Firstly (as far as we can say at this moment), certain Islamist groups, particularly Bin Laden’s al Qaida, take issue with the West, particularly the US, and the result is 9/11.

In response, the West, particularly the US, respond with decisive action in Afghanistan, ousting the Taliban and sending Bin Laden running for the hills.

In response, Saleh Ali Nabhan carries out the bombing of the US embassies in Kenya and Tanzania, as well as a hotel in Mombasa.

In response, the US tracks Saleh down in the wastes of Somalia, and take him as he drives along in a car. They take his body with them.

In response, al-Shabab (Nabhan’s group) vow revenge.

And, in response…?

The endless cycle escalates, drawing more and more actors into the violence.

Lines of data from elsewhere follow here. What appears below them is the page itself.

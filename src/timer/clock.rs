use std::sync::atomic::{AtomicU64, Ordering};
use std::sync::Arc;
use std::time::Instant;

/// Millisecond clock behind a trait so tests can control time
pub trait Clock: Send + Sync {
    /// Current time in milliseconds since the clock's epoch
    fn now_ms(&self) -> u64;
}

/// Monotonic wall clock anchored at construction time
///
/// Readings never go backwards and are unaffected by system clock
/// adjustments, which keeps position deltas sane across long sessions.
#[derive(Debug, Clone)]
pub struct MonotonicClock {
    origin: Instant,
}

impl MonotonicClock {
    /// Create a clock whose epoch is "now"
    pub fn new() -> Self {
        Self {
            origin: Instant::now(),
        }
    }
}

impl Default for MonotonicClock {
    fn default() -> Self {
        Self::new()
    }
}

impl Clock for MonotonicClock {
    fn now_ms(&self) -> u64 {
        self.origin.elapsed().as_millis() as u64
    }
}

/// Mock clock for testing without real time
///
/// Cloning shares the underlying counter, so a test can keep a handle
/// while the component under test owns its own copy.
#[derive(Debug, Clone, Default)]
pub struct MockClock {
    now_ms: Arc<AtomicU64>,
}

impl MockClock {
    /// Create a mock clock starting at 0 ms
    pub fn new() -> Self {
        Self::default()
    }

    /// Set the absolute time in milliseconds
    pub fn set_ms(&self, ms: u64) {
        self.now_ms.store(ms, Ordering::SeqCst);
    }

    /// Advance the clock by the given number of milliseconds
    pub fn advance_ms(&self, ms: u64) {
        self.now_ms.fetch_add(ms, Ordering::SeqCst);
    }
}

impl Clock for MockClock {
    fn now_ms(&self) -> u64 {
        self.now_ms.load(Ordering::SeqCst)
    }
}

Civilised Moderns find the biblical ‘An eye for an eye and a tooth for a tooth’ to be a barbaric relic of a primitive past. But it was, and is, a restraining influence on an unlimited cycle of revenge. Who will hear?

What has been accomplished in these eight years? How many dead? How much closer to peace? How much more do the combatants understand each other now, beyond the refining of the techniques of killing?

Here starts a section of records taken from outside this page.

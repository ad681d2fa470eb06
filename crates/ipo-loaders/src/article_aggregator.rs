/*
 *
 *
 *
 *
 * MIT License
 * Copyright (c) 2025. Dwight J. Browne
 * dwight[-at-]dwightjbrowne[-dot-]com
 *
 *
 * Permission is hereby granted, free of charge, to any person obtaining a copy
 * of this software and associated documentation files (the "Software"), to deal
 * in the Software without restriction, including without limitation the rights
 * to use, copy, modify, merge, publish, distribute, sublicense, and/or sell
 * copies of the Software, and to permit persons to whom the Software is
 * furnished to do so, subject to the following conditions:
 *
 * The above copyright notice and this permission notice shall be included in all
 * copies or substantial portions of the Software.
 *
 * THE SOFTWARE IS PROVIDED "AS IS", WITHOUT WARRANTY OF ANY KIND, EXPRESS OR
 * IMPLIED, INCLUDING BUT NOT LIMITED TO THE WARRANTIES OF MERCHANTABILITY,
 * FITNESS FOR A PARTICULAR PURPOSE AND NONINFRINGEMENT. IN NO EVENT SHALL THE
 * AUTHORS OR COPYRIGHT HOLDERS BE LIABLE FOR ANY CLAIM, DAMAGES OR OTHER
 * LIABILITY, WHETHER IN AN ACTION OF CONTRACT, TORT OR OTHERWISE, ARISING FROM,
 * OUT OF OR IN CONNECTION WITH THE SOFTWARE OR THE USE OR OTHER DEALINGS IN THE
 * SOFTWARE.
 */

//! Article aggregator: one table of matching articles per company.

use crate::corpus_scanner::CorpusScanner;
use crate::{DataLoader, LoaderContext, LoaderResult};
use ipo_core::Ticker;
use ipo_models::{Article, ArticleTable};
use serde_json::{Map, Value};
use std::collections::BTreeMap;
use std::fs;
use std::path::{Path, PathBuf};
use tracing::{debug, info};

/// Input for the aggregator: ticker -> company name used as the keyword
#[derive(Debug, Clone, Default)]
pub struct AggregatorInput {
  pub companies: BTreeMap<Ticker, String>,
}

/// Output from the aggregator
#[derive(Debug, Default)]
pub struct AggregatorOutput {
  /// One table per requested ticker, possibly empty
  pub tables: BTreeMap<Ticker, ArticleTable>,
  pub files_skipped: usize,
}

pub struct ArticleAggregator {
  scanner: CorpusScanner,
}

impl ArticleAggregator {
  pub fn new(corpus_dir: impl Into<PathBuf>) -> Self {
    Self { scanner: CorpusScanner::new(corpus_dir) }
  }

  /// Collect every article mentioning `company_name` into the ticker's table.
  ///
  /// Also returns the number of corpus files that could not be parsed.
  pub fn aggregate_company(
    &self,
    context: &LoaderContext,
    ticker: &Ticker,
    company_name: &str,
  ) -> LoaderResult<(ArticleTable, usize)> {
    let scan = self.scanner.scan_articles(context, company_name)?;
    debug!("{}: {} matching articles for {:?}", ticker, scan.articles.len(), company_name);

    if let Some(dir) = &context.config.matching_json_dir {
      write_matching_json(dir, company_name, &scan.articles)?;
    }

    Ok((ArticleTable::new(ticker.clone(), scan.articles), scan.files_skipped))
  }
}

impl DataLoader for ArticleAggregator {
  type Input = AggregatorInput;
  type Output = AggregatorOutput;

  fn load(&self, context: &LoaderContext, input: Self::Input) -> LoaderResult<Self::Output> {
    let mut output = AggregatorOutput::default();
    for (ticker, company_name) in &input.companies {
      let (table, skipped) = self.aggregate_company(context, ticker, company_name)?;
      output.files_skipped += skipped;
      output.tables.insert(ticker.clone(), table);
    }

    info!(
      "Aggregated {} articles for {} companies",
      output.tables.values().map(ArticleTable::len).sum::<usize>(),
      output.tables.len()
    );
    Ok(output)
  }

  fn name(&self) -> &'static str {
    "article_aggregator"
  }
}

/// File stem for a company name: anything but ASCII alphanumerics becomes `_`
pub fn matching_json_file_name(company_name: &str) -> String {
  let stem: String =
    company_name.chars().map(|c| if c.is_ascii_alphanumeric() { c } else { '_' }).collect();
  format!("matching_files_{}.json", stem)
}

/// Dump `{source path: article}` for one company, replacing any previous dump.
fn write_matching_json(dir: &Path, company_name: &str, articles: &[Article]) -> LoaderResult<()> {
  fs::create_dir_all(dir)?;
  let mut dump = Map::new();
  for article in articles {
    dump.insert(article.source.display().to_string(), serde_json::to_value(article)?);
  }
  let path = dir.join(matching_json_file_name(company_name));
  fs::write(&path, serde_json::to_vec(&Value::Object(dump))?)?;
  debug!("Wrote {}", path.display());
  Ok(())
}

#[cfg(test)]
mod tests {
  use super::*;
  use crate::LoaderConfig;
  use ipo_core::test_utils::write_fixture;
  use tempfile::TempDir;

  fn context(matching_json_dir: Option<PathBuf>) -> LoaderContext {
    LoaderContext::new(LoaderConfig { show_progress: false, matching_json_dir, ..LoaderConfig::default() })
  }

  fn corpus() -> TempDir {
    let dir = TempDir::new().unwrap();
    write_fixture(dir.path(), "1.json", r#"{"title":"IPO is in the title","text":"one"}"#);
    write_fixture(dir.path(), "2.json", r#"{"title":"Nothing here","text":"two"}"#);
    write_fixture(dir.path(), "3.json", r#"{"title":"Acquisition is in the title","text":"three"}"#);
    write_fixture(dir.path(), "4.json", r#"{"title":"Another IPO","text":"four"}"#);
    dir
  }

  fn input(pairs: &[(&str, &str)]) -> AggregatorInput {
    AggregatorInput {
      companies: pairs.iter().map(|(t, n)| (Ticker::new(t).unwrap(), n.to_string())).collect(),
    }
  }

  #[test]
  fn test_one_table_per_ticker() {
    let dir = corpus();
    let aggregator = ArticleAggregator::new(dir.path());
    let output = aggregator.load(&context(None), input(&[("IPOX", "IPO"), ("ACQ", "Acquisition"), ("NONE", "Zzz")])).unwrap();

    assert_eq!(output.tables.len(), 3);
    let ipo = &output.tables[&Ticker::new("IPOX").unwrap()];
    assert_eq!(ipo.texts().collect::<Vec<_>>(), vec!["one", "four"]);
    assert_eq!(output.tables[&Ticker::new("ACQ").unwrap()].len(), 1);
    assert!(output.tables[&Ticker::new("NONE").unwrap()].is_empty());
  }

  #[test]
  fn test_matching_json_dump() {
    let dir = corpus();
    let out = TempDir::new().unwrap();
    let dump_dir = out.path().join("matching_json_files");
    let aggregator = ArticleAggregator::new(dir.path());
    aggregator.load(&context(Some(dump_dir.clone())), input(&[("IPOX", "IPO")])).unwrap();

    let dump: Value = serde_json::from_slice(&fs::read(dump_dir.join("matching_files_IPO.json")).unwrap()).unwrap();
    let dump = dump.as_object().unwrap();
    assert_eq!(dump.len(), 2);
    let key = dir.path().join("1.json").display().to_string();
    assert_eq!(dump[&key]["text"], Value::String("one".to_string()));
  }

  #[test]
  fn test_empty_corpus_gives_empty_tables() {
    let dir = TempDir::new().unwrap();
    let aggregator = ArticleAggregator::new(dir.path());
    let output = aggregator.load(&context(None), input(&[("ACME", "Acme")])).unwrap();
    assert!(output.tables[&Ticker::new("ACME").unwrap()].is_empty());
  }

  #[test]
  fn test_matching_json_file_name() {
    assert_eq!(matching_json_file_name("Dropbox"), "matching_files_Dropbox.json");
    assert_eq!(matching_json_file_name("AXA Equitable/US"), "matching_files_AXA_Equitable_US.json");
  }
}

In the aftermath of 9/11 the Editor suggested that a response to the atrocity might be to engage with poor Muslim countries to address their poverty rather than to bomb them (see The Daily Gazelle archives for September 2006). It was considered then, and no doubt will continue to be so considered, ‘airy-fairy’ thinking.

But, has the policy of bombs solved the problem? The present US administration may have dropped the name ‘War on Terror’, but the policy has not changed.

The cycle continues.

This very thing has troubled me as well. At what point does it end? And now US involvement in Afghanistan is suspect- what will happen, will we increase troops, sending more people to die? or will we leave, leaving more people to die? The strategy of giving aid to woo a country to your side does work sometimes- but when the ideological differences, corruption, and general lack of education of the people are so prolific, what peaceful ways are there for a country like the US to reach in and help? It seems the UNDP or some other organization would need to intervene. These sorts of cycles are so discouraging.